For those who know me, know how much Lily (my rescue dog) means to me and is my entire world and my best friend. With no blood family left and because I live alone, she encompasses my entire heart and soul. I want to state up front that she is alive, so that as you begin to read below it doesn't scare you.

While Lily and I were walking in our neighborhood on Fri evening on August 14th around 8pm, she got attacked by 2 dogs. I was SCREAMING my head off and yelling and trying to get them off of her. I just knew they were killing her ;( It was awful and she was soooo scared. A neighbor came to help and he and I were both trying to get them off of her. Lily was able to finally get away from their grasp, but they chased her down and attacked her again. That neighbor ran up to the second attack area and kicked the dogs away from Lily. Lily then raced home, still being chased. But the female got tired and stopped and then another guy (a cable guy working on the street) was able to get the male away from Lily at my doorstep. I was screaming and yelling and crying the entire time. I thought they killed her during the first attack, the second attack, and in my front yard ;(

I raced to take her to the ER vet. I wasn't able to go in with her (due to COVID) and I had no idea if she would survive or not, it was so brutal. But she did! She had surgery and after 6 harrowing hours, I picked her up at 3am. She had many open wounds, and the vet was able to combine some together and so in the end there were 7 big areas he explored and then stitched up - they ranged anywhere from 3 to 8 inches inches long - around her neck, and the outside and inside of both back legs. :( Her back legs were the worst, with some muscle damage.

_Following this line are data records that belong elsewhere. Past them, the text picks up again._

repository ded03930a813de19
//! SQLite question store
//!
//! `pub_date` is stored as RFC 3339 UTC text with a fixed microsecond
//! fraction (`2024-03-15T12:00:00.000000Z`), so comparing and ordering the
//! column as text matches comparing and ordering the instants. Only years
//! 0000 to 9999 encode to that width; `NewQuestion` rejects anything else,
//! and query cutoffs outside the range are clamped.

use super::StorageInitError;
use async_trait::async_trait;
use chrono::{DateTime, Datelike, SecondsFormat, SubsecRound, Utc};
use polls_domain::{
    NewQuestion, PUB_DATE_YEARS, Question, QuestionId, QuestionRepository, RepositoryError,
};
use rusqlite::{Connection, OptionalExtension, Row, params};
use std::path::{Path, PathBuf};
use std::sync::{Mutex, MutexGuard};
use std::time::Duration;
use tracing::{debug, info};

/// Busy timeout applied to every connection.
pub const DEFAULT_BUSY_TIMEOUT: Duration = Duration::from_secs(5);

/// Latest schema version, tracked in `PRAGMA user_version`.
pub const SCHEMA_VERSION: i64 = 1;

const MIGRATION_V1_SQL: &str = r#"
CREATE TABLE IF NOT EXISTS questions (
    id INTEGER PRIMARY KEY AUTOINCREMENT,
    question_text TEXT NOT NULL CHECK (length(trim(question_text)) > 0),
    pub_date TEXT NOT NULL
);

CREATE INDEX IF NOT EXISTS idx_questions_pub_date ON questions (pub_date);
"#;

const SELECT_COLUMNS: &str = "SELECT id, question_text, pub_date FROM questions";

/// Question store backed by a single SQLite connection
pub struct SqliteQuestionRepository {
    conn: Mutex<Connection>,
    path: Option<PathBuf>,
}

impl SqliteQuestionRepository {
    /// Open (or create) the database file and migrate it to the latest schema.
    pub fn open(path: impl AsRef<Path>) -> Result<Self, StorageInitError> {
        let path = path.as_ref();
        if let Some(parent) = path.parent()
            && !parent.as_os_str().is_empty()
        {
            std::fs::create_dir_all(parent).map_err(|source| StorageInitError::Io {
                path: parent.to_path_buf(),
                source,
            })?;
        }

        let mut conn = Connection::open(path)?;
        configure_connection(&conn)?;
        migrate(&mut conn)?;

        info!("Opened question database {}", path.display());
        Ok(Self {
            conn: Mutex::new(conn),
            path: Some(path.to_path_buf()),
        })
    }

    /// Open a private in-memory database with the latest schema.
    pub fn open_in_memory() -> Result<Self, StorageInitError> {
        let mut conn = Connection::open_in_memory()?;
        migrate(&mut conn)?;
        Ok(Self {
            conn: Mutex::new(conn),
            path: None,
        })
    }

    /// Path of the database file, `None` for in-memory databases.
    pub fn path(&self) -> Option<&Path> {
        self.path.as_deref()
    }

    fn lock(&self) -> Result<MutexGuard<'_, Connection>, RepositoryError> {
        self.conn
            .lock()
            .map_err(|_| RepositoryError::Storage("connection lock poisoned".to_string()))
    }
}

fn configure_connection(conn: &Connection) -> rusqlite::Result<()> {
    conn.pragma_update(None, "synchronous", "NORMAL")?;
    let _journal_mode: String =
        conn.query_row("PRAGMA journal_mode = WAL", [], |row| row.get(0))?;
    conn.busy_timeout(DEFAULT_BUSY_TIMEOUT)?;
    Ok(())
}

fn migrate(conn: &mut Connection) -> rusqlite::Result<()> {
    let version: i64 = conn.pragma_query_value(None, "user_version", |row| row.get(0))?;
    if version >= SCHEMA_VERSION {
        return Ok(());
    }

    let tx = conn.transaction()?;
    tx.execute_batch(MIGRATION_V1_SQL)?;
    tx.pragma_update(None, "user_version", SCHEMA_VERSION)?;
    tx.commit()?;

    debug!("Migrated question schema from v{} to v{}", version, SCHEMA_VERSION);
    Ok(())
}

fn encode_pub_date(pub_date: DateTime<Utc>) -> String {
    pub_date.to_rfc3339_opts(SecondsFormat::Micros, true)
}

/// Latest instant that fits the fixed-width encoding
const MAX_ENCODED_PUB_DATE: &str = "9999-12-31T23:59:59.999999Z";

/// Encode a visibility cutoff, clamped to the storable years
///
/// Before year 0 the empty string is returned, which no stored date
/// compares below.
fn encode_cutoff(now: DateTime<Utc>) -> String {
    let year = now.year();
    if year > *PUB_DATE_YEARS.end() {
        MAX_ENCODED_PUB_DATE.to_string()
    } else if year < *PUB_DATE_YEARS.start() {
        String::new()
    } else {
        encode_pub_date(now)
    }
}

fn decode_pub_date(raw: &str) -> Result<DateTime<Utc>, RepositoryError> {
    DateTime::parse_from_rfc3339(raw)
        .map(|d| d.with_timezone(&Utc))
        .map_err(|e| RepositoryError::Corrupt(format!("pub_date {:?}: {}", raw, e)))
}

fn storage_err(e: rusqlite::Error) -> RepositoryError {
    RepositoryError::Storage(e.to_string())
}

type RawQuestion = (i64, String, String);

fn read_row(row: &Row<'_>) -> rusqlite::Result<RawQuestion> {
    Ok((row.get(0)?, row.get(1)?, row.get(2)?))
}

fn into_question((id, question_text, pub_date): RawQuestion) -> Result<Question, RepositoryError> {
    Ok(Question::new(
        QuestionId::new(id),
        question_text,
        decode_pub_date(&pub_date)?,
    ))
}

fn query_questions(
    conn: &Connection,
    sql: &str,
    params: impl rusqlite::Params,
) -> Result<Vec<Question>, RepositoryError> {
    let mut stmt = conn.prepare(sql).map_err(storage_err)?;
    let rows = stmt
        .query_map(params, read_row)
        .map_err(storage_err)?
        .collect::<rusqlite::Result<Vec<_>>>()
        .map_err(storage_err)?;
    rows.into_iter().map(into_question).collect()
}

#[async_trait]
impl QuestionRepository for SqliteQuestionRepository {
    async fn create(&self, question: NewQuestion) -> Result<Question, RepositoryError> {
        let pub_date = question.pub_date().trunc_subsecs(6);
        let conn = self.lock()?;
        conn.execute(
            "INSERT INTO questions (question_text, pub_date) VALUES (?1, ?2)",
            params![question.question_text(), encode_pub_date(pub_date)],
        )
        .map_err(storage_err)?;
        let id = QuestionId::new(conn.last_insert_rowid());

        Ok(Question::new(id, question.question_text(), pub_date))
    }

    async fn get(&self, id: QuestionId) -> Result<Option<Question>, RepositoryError> {
        let conn = self.lock()?;
        let raw = conn
            .query_row(
                &format!("{SELECT_COLUMNS} WHERE id = ?1"),
                params![id.value()],
                read_row,
            )
            .optional()
            .map_err(storage_err)?;
        raw.map(into_question).transpose()
    }

    async fn list(&self) -> Result<Vec<Question>, RepositoryError> {
        let conn = self.lock()?;
        query_questions(&conn, &format!("{SELECT_COLUMNS} ORDER BY id ASC"), params![])
    }

    async fn list_visible(
        &self,
        now: DateTime<Utc>,
        limit: usize,
    ) -> Result<Vec<Question>, RepositoryError> {
        let limit = i64::try_from(limit).unwrap_or(i64::MAX);
        let conn = self.lock()?;
        query_questions(
            &conn,
            &format!(
                "{SELECT_COLUMNS} WHERE pub_date <= ?1 ORDER BY pub_date DESC, id DESC LIMIT ?2"
            ),
            params![encode_cutoff(now), limit],
        )
    }

    async fn get_visible(
        &self,
        id: QuestionId,
        now: DateTime<Utc>,
    ) -> Result<Option<Question>, RepositoryError> {
        let conn = self.lock()?;
        let raw = conn
            .query_row(
                &format!("{SELECT_COLUMNS} WHERE id = ?1 AND pub_date <= ?2"),
                params![id.value(), encode_cutoff(now)],
                read_row,
            )
            .optional()
            .map_err(storage_err)?;
        raw.map(into_question).transpose()
    }
}
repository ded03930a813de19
//! Use cases
//!
//! Application-level operations that orchestrate domain logic.

pub mod create_question;
pub mod list_latest;
pub mod show_question;

#[cfg(test)]
pub(crate) mod testing;
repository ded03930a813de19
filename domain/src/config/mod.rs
//! Configuration value objects for the domain layer
//!
//! These are domain concepts related to configuration that are
//! used across multiple layers.

mod output_format;

pub use output_format::OutputFormat;
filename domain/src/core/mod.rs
//! Core domain concepts shared across all subdomains.
//!
//! - [`error::DomainError`]: domain-level errors

pub mod error;
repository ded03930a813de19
//! Infrastructure layer for polls
//!
//! This crate contains adapters that implement the ports defined in the
//! domain and application layers: question storage, the system clock, and
//! configuration file loading.

pub mod clock;
pub mod config;
pub mod storage;

// Re-export commonly used types
pub use clock::SystemClock;
pub use config::{
    ConfigLoader, ConfigValidationError, FileConfig, FileIndexConfig, FileLoggingConfig,
    FileOutputConfig, FileOutputFormat, FileStorageBackend, FileStorageConfig,
};
pub use storage::{
    InMemoryQuestionRepository, QuestionStore, SqliteQuestionRepository, StorageInitError,
};
//! Domain error types

use thiserror::Error;

/// Domain-level errors
#[derive(Error, Debug, Clone, PartialEq, Eq)]
pub enum DomainError {
    #[error("Invalid question: {0}")]
    InvalidQuestion(String),

    #[error("Invalid question id: {0}")]
    InvalidQuestionId(String),
}

impl DomainError {
    /// Check if this error was caused by rejected question text
    pub fn is_invalid_question(&self) -> bool {
        matches!(self, DomainError::InvalidQuestion(_))
    }
}
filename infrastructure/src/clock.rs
//! System clock adapter

use chrono::{DateTime, Utc};
use polls_application::Clock;

/// [`Clock`] backed by the operating system's wall clock
#[derive(Debug, Clone, Copy, Default)]
pub struct SystemClock;

impl Clock for SystemClock {
    fn now(&self) -> DateTime<Utc> {
        Utc::now()
    }
}
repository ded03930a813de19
//! Views: the pages a polls front end serves
//!
//! Each view returns a [`Page`] carrying a status, the rendered body and the
//! data it was rendered from.

pub mod page;
pub mod polls;

pub use page::{IndexContext, Page, StatusCode};
pub use polls::PollsViews;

She had several ports to help drainage/ infection. She had pain the most in her back legs. I was to keep her not moving around as much as possible for 2 weeks (stitches stayed in for 2 weeks and she was to wear the Cone of Shame the entire time). I felt horrible she was in so much pain the first weekend! Really was breaking my heart. ;(. And I couldn't get out of my head the attack, either. I burst into tears every time I thought about the attack, which I know my crying upsets Lily so I needed to be stronger.

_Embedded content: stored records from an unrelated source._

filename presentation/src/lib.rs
//! Presentation layer for polls
//!
//! This crate contains CLI definitions, the index/detail/results views,
//! and the console and JSON page formatters.

pub mod cli;
pub mod output;
pub mod views;

// Re-export commonly used types
pub use cli::commands::{Cli, CliOutputFormat, Command};
pub use output::{ConsoleFormatter, JsonFormatter, NO_POLLS_MESSAGE, PageFormatter, formatter_for};
pub use views::{IndexContext, Page, PollsViews, StatusCode};
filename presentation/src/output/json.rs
//! JSON output formatter for poll pages

use crate::output::console::NO_POLLS_MESSAGE;
use crate::output::formatter::PageFormatter;
use chrono::{DateTime, Utc};
use polls_domain::{Question, QuestionId};
use serde::Serialize;
use serde_json::json;

/// Formats pages as pretty-printed JSON
pub struct JsonFormatter;

#[derive(Serialize)]
struct QuestionView<'a> {
    id: QuestionId,
    question_text: &'a str,
    pub_date: DateTime<Utc>,
    was_published_recently: bool,
}

impl<'a> QuestionView<'a> {
    fn new(question: &'a Question, now: DateTime<Utc>) -> Self {
        Self {
            id: question.id,
            question_text: &question.question_text,
            pub_date: question.pub_date,
            was_published_recently: question.was_published_recently(now),
        }
    }
}

impl JsonFormatter {
    fn render(value: serde_json::Value) -> String {
        serde_json::to_string_pretty(&value).unwrap_or_else(|_| "{}".to_string())
    }
}

impl PageFormatter for JsonFormatter {
    fn format_index(&self, questions: &[Question], now: DateTime<Utc>) -> String {
        if questions.is_empty() {
            return Self::render(json!({
                "latest_question_list": [],
                "message": NO_POLLS_MESSAGE,
            }));
        }
        let list: Vec<QuestionView<'_>> =
            questions.iter().map(|q| QuestionView::new(q, now)).collect();
        Self::render(json!({ "latest_question_list": list }))
    }

    fn format_detail(&self, question: &Question, now: DateTime<Utc>) -> String {
        Self::render(json!({ "question": QuestionView::new(question, now) }))
    }

    fn format_results(&self, question: &Question, now: DateTime<Utc>) -> String {
        Self::render(json!({ "results": QuestionView::new(question, now) }))
    }

    fn format_not_found(&self, id: QuestionId) -> String {
        Self::render(json!({ "error": "not_found", "id": id }))
    }

    fn format_created(&self, question: &Question, now: DateTime<Utc>) -> String {
        Self::render(json!({ "created": QuestionView::new(question, now) }))
    }
}
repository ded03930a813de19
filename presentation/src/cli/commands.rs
//! CLI command definitions

use chrono::{DateTime, Utc};
use clap::{Parser, Subcommand, ValueEnum};
use polls_domain::{OutputFormat, QuestionId};
use std::path::PathBuf;

/// Output format for rendered pages
#[derive(Debug, Clone, Copy, PartialEq, Eq, ValueEnum)]
pub enum CliOutputFormat {
    /// Colored console text
    Text,
    /// JSON output
    Json,
}

impl From<CliOutputFormat> for OutputFormat {
    fn from(format: CliOutputFormat) -> Self {
        match format {
            CliOutputFormat::Text => OutputFormat::Text,
            CliOutputFormat::Json => OutputFormat::Json,
        }
    }
}

/// CLI arguments for polls
#[derive(Parser, Debug)]
#[command(name = "polls")]
#[command(author, version, about = "Publish poll questions and browse the ones that are live")]
#[command(long_about = r#"
polls keeps a list of poll questions, each with a publication date.

A question only shows up on the index, detail and results pages once its
publication date has passed. Questions can be scheduled in the future.

Configuration files are loaded from (in priority order):
1. POLLS_* environment variables
2. --config <path>     Explicit config file
3. ./polls.toml        Project-level config
4. ~/.config/polls/config.toml   Global config

Example:
  polls create "What's new?"
  polls create "Coming soon" --days 30
  polls index
  polls detail 1
  polls --now 2030-01-01T00:00:00Z index
"#)]
pub struct Cli {
    #[command(subcommand)]
    pub command: Command,

    /// Output format (overrides config)
    #[arg(short, long, value_enum, global = true)]
    pub output: Option<CliOutputFormat>,

    /// SQLite database path (overrides config)
    #[arg(long, value_name = "PATH", global = true)]
    pub db: Option<PathBuf>,

    /// Keep questions in memory only (nothing is saved)
    #[arg(long, global = true, conflicts_with = "db")]
    pub memory: bool,

    /// Evaluate publication dates at this instant instead of the system clock
    #[arg(long, value_name = "RFC3339", global = true)]
    pub now: Option<DateTime<Utc>>,

    /// Verbosity level (-v = info, -vv = debug, -vvv = trace)
    #[arg(short, long, action = clap::ArgAction::Count, global = true)]
    pub verbose: u8,

    /// Suppress informational output
    #[arg(short, long, global = true)]
    pub quiet: bool,

    /// Path to configuration file
    #[arg(long, value_name = "PATH", global = true)]
    pub config: Option<PathBuf>,

    /// Disable loading of configuration files
    #[arg(long, global = true)]
    pub no_config: bool,
}

/// Subcommands
#[derive(Subcommand, Debug, Clone, PartialEq, Eq)]
pub enum Command {
    /// List the latest published questions
    Index,

    /// Show a published question
    Detail {
        /// Question id
        id: QuestionId,
    },

    /// Show the results page of a published question
    Results {
        /// Question id
        id: QuestionId,
    },

    /// Create a question
    Create {
        /// Question text
        question_text: String,

        /// Publish this many days from now (negative for the past)
        #[arg(long, allow_hyphen_values = true, conflicts_with = "at")]
        days: Option<i64>,

        /// Publish at this instant
        #[arg(long, value_name = "RFC3339")]
        at: Option<DateTime<Utc>>,
    },

    /// Show configuration sources and the effective configuration
    Config,
}

#[cfg(test)]
mod tests {
    use super::*;
    use chrono::TimeZone;

    #[test]
    fn test_parse_index() {
        let cli = Cli::try_parse_from(["polls", "index"]).unwrap();
        assert_eq!(cli.command, Command::Index);
        assert!(cli.output.is_none());
        assert!(!cli.memory);
    }

    #[test]
    fn test_parse_detail_id() {
        let cli = Cli::try_parse_from(["polls", "detail", "42"]).unwrap();
        assert_eq!(
            cli.command,
            Command::Detail {
                id: QuestionId::new(42)
            }
        );
    }

    #[test]
    fn test_parse_results_rejects_non_numeric_id() {
        assert!(Cli::try_parse_from(["polls", "results", "abc"]).is_err());
    }

    #[test]
    fn test_parse_create_with_negative_days() {
        let cli =
            Cli::try_parse_from(["polls", "create", "Past question", "--days", "-30"]).unwrap();
        assert_eq!(
            cli.command,
            Command::Create {
                question_text: "Past question".to_string(),
                days: Some(-30),
                at: None,
            }
        );
    }

    #[test]
    fn test_parse_create_days_conflicts_with_at() {
        let result = Cli::try_parse_from([
            "polls",
            "create",
            "Q",
            "--days",
            "1",
            "--at",
            "2024-03-15T12:00:00Z",
        ]);
        assert!(result.is_err());
    }

    #[test]
    fn test_parse_global_flags_after_subcommand() {
        let cli = Cli::try_parse_from([
            "polls",
            "index",
            "--now",
            "2024-03-15T12:00:00Z",
            "-o",
            "json",
            "--memory",
            "-vv",
        ])
        .unwrap();
        assert_eq!(
            cli.now,
            Some(Utc.with_ymd_and_hms(2024, 3, 15, 12, 0, 0).unwrap())
        );
        assert_eq!(cli.output, Some(CliOutputFormat::Json));
        assert!(cli.memory);
        assert_eq!(cli.verbose, 2);
    }

    #[test]
    fn test_memory_conflicts_with_db() {
        let result = Cli::try_parse_from(["polls", "--memory", "--db", "x.sqlite3", "index"]);
        assert!(result.is_err());
    }

    #[test]
    fn test_output_format_conversion() {
        assert_eq!(OutputFormat::from(CliOutputFormat::Json), OutputFormat::Json);
        assert_eq!(OutputFormat::from(CliOutputFormat::Text), OutputFormat::Text);
    }
}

She is okay, tho! And it could have been a ton worse!! She could have died (been murdered) right there during the attacks, or had much, much worse injuries. They could have clipped organs or veins. And they just barely missed her left eye when one of the dogs clamped down on her face in the middle of the attack - she has a puncture wound near her left eye.

What I witnessed, it's truly a miracle she survived and I'm so thankful! We are still reeling from the trauma of the two dogs that attacked Lily, as it's a very slow, emotional, rough, tough process, with bursts of tears, anxiety, and nightmares, but her and I are together!

It's very surreal to be thankful after a traumatic event, but it could have been SO MUCH worse! She has rebounded very well (~50 stitches), and we were watched over for sure!

What I found out later: A cable guy accidentally didn't latch a gate to the backyard securely, and for whatever reason, two dogs (Blue Heelers) ran across the street at us and attacked Lily. We were walking very happy and not making any noise. Lily is very shy and doesn't even bark. No one understands. The female just had babies, but we were nowhere near their house and not making any noise. They do have aggressive dogs next door to them, but not sure that has anything to do with this. The vet shared that when there is more than one dog, they can act like a pack and attack for unprovoked reasons.

The cable guy kept apologizing as I was pulling out of the driveway with Lily to the ER, but I didn't understand why at the time. He was going to write a report of what happened, btw, to his company (but I haven't heard anything from them yet). The owners were not home at the time.

I am SO thankful that that neighbor helped Lily and I! He didn't have to jump in - as he could have got hurt himself. He said, though, that he can't stop thinking about the attack, either. It was just so brutal. And for him, he did not know what was going on at first when he heard my screams and saw the dogs across the street... didn't know if I was being attacked or a child or what, as Lily and I got pulled between a garage door and a car and he wasn't sure what he was about to see as he ran up to help. He told me recently that every time he walks out of his house he thinks of us. The attack didn't just affect Lily and I as you can see.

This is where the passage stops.